Targeting ferroptosis and cuproptosis in gastrointestinal cancers: molecular mechanisms, metabolic vulnerabilities, and therapeutic interventions.

Gastrointestinal (GI) malignancies represent a significant global health burden, characterized by high mortality rates and profound resistance to conventional therapies. This necessitates the exploration of novel therapeutic vulnerabilities, and two recently discovered forms of regulated cell death, ferroptosis and cuproptosis, offer promising metabolism-centered strategies. Ferroptosis is a non-apoptotic pathway driven by iron-dependent lipid peroxidation, canonically suppressed by the glutathione peroxidase 4 (GPX4) axis. In contrast, cuproptosis is a distinct process wherein excess copper induces lethal proteotoxic stress through direct binding to lipoylated components of the tricarboxylic acid (TCA) cycle.
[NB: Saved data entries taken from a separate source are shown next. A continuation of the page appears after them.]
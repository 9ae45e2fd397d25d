use image::RgbaImage;

use crate::foundation::core::{Grid, SheetLayout};
use crate::foundation::error::SpriteResult;

/// Smallest tile count auto-detection will propose.
pub const MIN_TILES: u32 = 2;
/// Largest tile count auto-detection will propose.
pub const MAX_TILES: u32 = 64;

const W_ASPECT: f32 = 0.55;
const W_TRAILING: f32 = 0.15;
const W_ORIENTATION: f32 = 0.15;
const W_SIZE: f32 = 0.15;

/// Tiles smaller than this on their short side are implausible as sprite frames.
const MIN_PLAUSIBLE_TILE: u32 = 16;
/// Per-axis sample count when comparing tile contents.
const SAMPLES_PER_AXIS: u32 = 24;
const BLANK_VARIANCE: f32 = 1.0;
const DUPLICATE_DIFF: f32 = 2.0;

/// A scored grid hypothesis for a sheet.
#[derive(Clone, Debug, PartialEq, serde::Serialize)]
pub struct GridCandidate {
    /// Proposed grid.
    pub grid: Grid,
    /// Tile width in pixels.
    pub frame_width: u32,
    /// Tile height in pixels.
    pub frame_height: u32,
    /// Plausibility in `[0, 1]`.
    pub score: f32,
    /// Tiles that look like real frames (trailing blank or repeated tiles excluded).
    pub suggested_frame_count: u32,
}

impl GridCandidate {
    /// Layout for this candidate.
    pub fn layout(&self) -> SpriteResult<SheetLayout> {
        SheetLayout::new(self.grid, self.frame_width, self.frame_height)
    }
}

/// Enumerate and score every grid whose tiles evenly divide `dims`.
///
/// Results are sorted best first. Ties favor fewer tiles, then more columns.
/// When `img` is given, trailing blank or duplicate tiles lower the score and
/// reduce `suggested_frame_count`.
pub fn detect_candidates(dims: (u32, u32), img: Option<&RgbaImage>) -> Vec<GridCandidate> {
    let (w, h) = dims;
    let mut out = Vec::new();
    if w == 0 || h == 0 {
        return out;
    }

    for cols in divisors(w) {
        for rows in divisors(h) {
            let tiles = cols * rows;
            if !(MIN_TILES..=MAX_TILES).contains(&tiles) {
                continue;
            }
            let Ok(grid) = Grid::new(cols, rows) else {
                continue;
            };
            let fw = w / cols;
            let fh = h / rows;

            let trailing = img.map_or(0, |img| trailing_filler(img, grid, fw, fh));
            let aspect = fw.min(fh) as f32 / fw.max(fh) as f32;
            let orientation = if cols >= rows { 1.0 } else { 0.0 };
            let size = (fw.min(fh) as f32 / MIN_PLAUSIBLE_TILE as f32).min(1.0);
            let filled = 1.0 - trailing as f32 / tiles as f32;

            let score = W_ASPECT * aspect
                + W_TRAILING * filled
                + W_ORIENTATION * orientation
                + W_SIZE * size;

            out.push(GridCandidate {
                grid,
                frame_width: fw,
                frame_height: fh,
                score: score.clamp(0.0, 1.0),
                suggested_frame_count: tiles - trailing,
            });
        }
    }

    out.sort_by(|a, b| {
        b.score
            .total_cmp(&a.score)
            .then_with(|| a.grid.capacity().cmp(&b.grid.capacity()))
            .then_with(|| b.grid.cols.cmp(&a.grid.cols))
    });
    out
}

/// Simple layout suggestions for sheets where detection is ambiguous.
///
/// Pairs the first five small divisors (up to 20) of each side, keeps layouts of at
/// most 50 tiles, and returns up to ten of them ordered by tile count.
pub fn suggest_layouts(dims: (u32, u32)) -> Vec<GridCandidate> {
    let (w, h) = dims;
    let small = |n: u32| -> Vec<u32> {
        divisors(n)
            .into_iter()
            .filter(|d| *d <= 20)
            .take(5)
            .collect()
    };
    let mut out = Vec::new();
    for cols in small(w) {
        for rows in small(h) {
            let tiles = cols * rows;
            if tiles > 50 {
                continue;
            }
            let Ok(grid) = Grid::new(cols, rows) else {
                continue;
            };
            out.push(GridCandidate {
                grid,
                frame_width: w / cols,
                frame_height: h / rows,
                score: 0.0,
                suggested_frame_count: tiles,
            });
        }
    }
    out.sort_by_key(|c| (c.grid.capacity(), std::cmp::Reverse(c.grid.cols)));
    out.truncate(10);
    out
}

fn divisors(n: u32) -> Vec<u32> {
    (1..=n.min(MAX_TILES)).filter(|d| n % d == 0).collect()
}

/// Count trailing tiles that are blank or repeat their predecessor.
fn trailing_filler(img: &RgbaImage, grid: Grid, fw: u32, fh: u32) -> u32 {
    let tiles = grid.capacity();
    let samples: Vec<Vec<[u8; 4]>> = (0..tiles)
        .map(|i| {
            let (row, col) = grid.position(i);
            sample_tile(img, col * fw, row * fh, fw, fh)
        })
        .collect();

    let mut trailing = 0;
    for i in (1..tiles as usize).rev() {
        let blank = is_blank(&samples[i]);
        let dup = mean_abs_diff(&samples[i], &samples[i - 1]) < DUPLICATE_DIFF;
        if !(blank || dup) {
            break;
        }
        trailing += 1;
    }
    trailing
}

fn sample_tile(img: &RgbaImage, x0: u32, y0: u32, fw: u32, fh: u32) -> Vec<[u8; 4]> {
    let nx = SAMPLES_PER_AXIS.min(fw);
    let ny = SAMPLES_PER_AXIS.min(fh);
    let mut out = Vec::with_capacity((nx * ny) as usize);
    for sy in 0..ny {
        let y = y0 + (sy * 2 + 1) * fh / (ny * 2);
        for sx in 0..nx {
            let x = x0 + (sx * 2 + 1) * fw / (nx * 2);
            out.push(img.get_pixel(x, y).0);
        }
    }
    out
}

fn is_blank(samples: &[[u8; 4]]) -> bool {
    if samples.is_empty() {
        return true;
    }
    if samples.iter().all(|p| p[3] == 0) {
        return true;
    }
    let n = samples.len() as f32;
    (0..4).all(|c| {
        let mean = samples.iter().map(|p| p[c] as f32).sum::<f32>() / n;
        let var = samples
            .iter()
            .map(|p| {
                let d = p[c] as f32 - mean;
                d * d
            })
            .sum::<f32>()
            / n;
        var < BLANK_VARIANCE
    })
}

fn mean_abs_diff(a: &[[u8; 4]], b: &[[u8; 4]]) -> f32 {
    if a.len() != b.len() || a.is_empty() {
        return f32::MAX;
    }
    let total: u32 = a
        .iter()
        .zip(b)
        .map(|(p, q)| (0..4).map(|c| p[c].abs_diff(q[c]) as u32).sum::<u32>())
        .sum();
    total as f32 / (a.len() * 4) as f32
}

#[cfg(test)]
#[path = "../../tests/unit/grid/detect.rs"]
mod tests;
//! Sprite-processor turns spritesheets, animated GIFs and videos into background-free
//! sprite assets.
//!
//! The pipeline is built from small stages that can be used on their own:
//!
//! - Resolve a sheet's grid from hints or by detection ([`resolve_grid`])
//! - Slice a sheet into frames ([`slice`]) and put frames back together ([`assemble`])
//! - Fan frames out to background-removal models ([`ModelDispatcher`])
//! - Sample videos into frame sequences ([`sample_video`]) and encode GIFs ([`encode_gif`])
//!
//! [`Pipeline`] composes them into end-to-end jobs ([`FlowKind`]).
#![forbid(unsafe_code)]

mod encode;
mod foundation;
mod grid;
mod media;
mod pipeline;
mod segment;
mod sheet;

pub use crate::foundation::core::{
    Frame, FrameSource, Grid, SheetLayout, Spritesheet, SpritesheetSpec, relayout,
};
pub use crate::foundation::error::{SpriteError, SpriteResult};
pub use crate::foundation::raster::{decode_rgba, encode_png, image_dimensions, is_gif};

pub use crate::grid::detect::{GridCandidate, detect_candidates, suggest_layouts};
pub use crate::grid::resolver::{
    GridHints, GridResolution, ResolutionMethod, auto_grid_for_count, resolve_grid,
    resolve_grid_for_image,
};

pub use crate::sheet::assembler::{assemble, assemble_png, assemble_sheet, fit_frames};
pub use crate::sheet::slicer::{slice, slice_image};

pub use crate::segment::backend::{
    CancelToken, ModelLoader, REMBG_ENV, RembgLoader, RembgSegmenter, Segmenter,
};
pub use crate::segment::dispatch::{
    DispatchOpts, DispatchReport, FailureKind, ModelDispatcher, ModelFailure, ModelOutput,
    ModelResult, remove_background,
};
pub use crate::segment::model::ModelId;
pub use crate::segment::registry::ModelRegistry;

#[cfg(feature = "media-ffmpeg")]
pub use crate::media::ffmpeg::{FfmpegSource, is_ffmpeg_on_path};
pub use crate::media::sampler::{
    AppliedSampling, Recommendations, SampleConfig, SampledVideo, VideoAnalysis, analyze,
    constrain_size, sample_source, sample_times, sample_video,
};
pub use crate::media::source::{GifSource, VideoInfo, VideoSource, extract_gif_frames, open_video};

pub use crate::encode::gif::{encode_gif, frame_delay_ms};

pub use crate::pipeline::config::{FailurePolicy, PipelineConfig};
pub use crate::pipeline::flows::{Pipeline, SourceInput};
pub use crate::pipeline::job::{JobState, JobTrace};
pub use crate::pipeline::result::{
    ComparisonEntry, ComparisonOutput, ComparisonSummary, FailedFrame, FlowKind, GifOutput,
    GifSummary, PipelineOutput, PipelineResult, PipelineSummary, ProcessedSheets, SheetOutput,
    SheetSummary, VideoPipelineOutput,
};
Critically, these pathways are not mutually exclusive; instead, they are intricately connected through shared molecular nodes and metabolic dependencies, including redox homeostasis, key signaling proteins, and mitochondrial integrity. This review systematically examines the molecular crosstalk between ferroptosis and cuproptosis, highlighting the synergistic potential of their co-activation as a powerful anti-cancer strategy in GI tumors. We systematically evaluate both preclinical evidence and clinical studies for therapeutic interventions, ranging from small-molecule inducers to advanced nanoplatforms and immunotherapy combinations. Furthermore, we discuss the pressing challenges of identifying predictive biomarkers for patient stratification and overcoming adaptive resistance. Ultimately, deciphering the ferroptosis-cuproptosis nexus holds immense potential to unlock a new paradigm of synergistic therapies, paving the way for more effective clinical management of GI malignancies.